Beard (1920 HL, adopted in Canada 1931): Rapes and murders little girl, claims so intoxicated he
had no control over his actions / What role does alcohol play? / Historically drunkenness was
aggravating factor, not mitigating / Three propositions: 1. Insanity is a defence (if alcohol is so
extreme as to produce insanity, but must plead insanity; 2. Evidence of drunkenness which makes
accused incapable of forming specific intent essential to commit crime goes to jury to decide; 3.
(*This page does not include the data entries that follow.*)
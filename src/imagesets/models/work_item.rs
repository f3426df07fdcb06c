use crate::imagesets::models::metadata::AttributeMap;
use crate::utils::dicom::{attribute_to_int, attribute_to_str};

/// One instance scheduled for conversion.
///
/// Created during enumeration, filled with pixel data by the frame assembler
/// and consumed by the record assembler.
#[derive(Debug, Clone)]
pub struct InstanceWorkItem {
    pub datastore_id: String,
    pub imageset_id: String,
    pub series_instance_uid: String,
    pub sop_instance_uid: String,
    pub frame_ids: Vec<String>,
    pub instance_number: i64,
    pub geometry: FrameGeometry,
    pub pixel_data: Vec<u8>,
}

/// Image pixel description needed to interpret a compressed frame.
#[derive(Debug, Clone, Default, PartialEq)]
pub struct FrameGeometry {
    pub rows: Option<u16>,
    pub columns: Option<u16>,
    pub samples_per_pixel: Option<u16>,
    pub bits_allocated: Option<u16>,
    pub bits_stored: Option<u16>,
    pub pixel_representation: Option<u16>,
    pub photometric_interpretation: Option<String>,
}

impl FrameGeometry {
    /// Collects the image pixel attributes from the given levels,
    /// most specific level first.
    pub fn from_levels(levels: &[&AttributeMap]) -> Self {
        let int = |key: &str| {
            levels
                .iter()
                .find_map(|attrs| attribute_to_int(attrs, key))
                .and_then(|v| u16::try_from(v).ok())
        };
        FrameGeometry {
            rows: int("Rows"),
            columns: int("Columns"),
            samples_per_pixel: int("SamplesPerPixel"),
            bits_allocated: int("BitsAllocated"),
            bits_stored: int("BitsStored"),
            pixel_representation: int("PixelRepresentation"),
            photometric_interpretation: levels
                .iter()
                .find_map(|attrs| attribute_to_str(attrs, "PhotometricInterpretation")),
        }
    }
}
Drunkenness falling short of incapacity does not rebut presumption that man intends his actions
Leary (1978): Pigeon (Majority): Substitutes intention to get drunk for intention to rape, so
intoxication is not a defence to general intent offences/ Dick (Dissent): Always disclose intoxication
Bernard (1988): Mc/Beetz: Keep Leary (intoxication not defence to GI) because voluntariness of act
is established by voluntariness to get drunk / Wil/LHD: Modify Leary to allow intox defence for GI if
so extreme it is akin to automatism / Dick/Lam (Dissent): Always disclose intoxication as defence
because otherwise violate CCRF because not recognizing voluntariness and fault / LaForest: In
principle agrees with Dickson but in this case the Leary application is not miscarriage of justice
Daviault (1994): Accused goes to house of 65 year old family friend in wheelchair, drinks himself to
point akin to automatism, and rapes her / Sopinka (Dissent): Wants to keep Leary (intoxication not
defence to GI) / Lamer: Still wants to overturn Leary and always disclose intoxication / LaForest:
Only agrees with majority because inappropriate to undermine precedent / Co, LHD, McL, Iac:
Intoxication can be a defence to a general intent offence if akin to automatism, but: a. BOP is on
accused to prove the defence on balance of probabilities and; b. must be supported by expert evidence
CHAPTER 14: PROVOCATION
Justification (not really criminal) versus Excuse (done wrong, but not morally blameworthy)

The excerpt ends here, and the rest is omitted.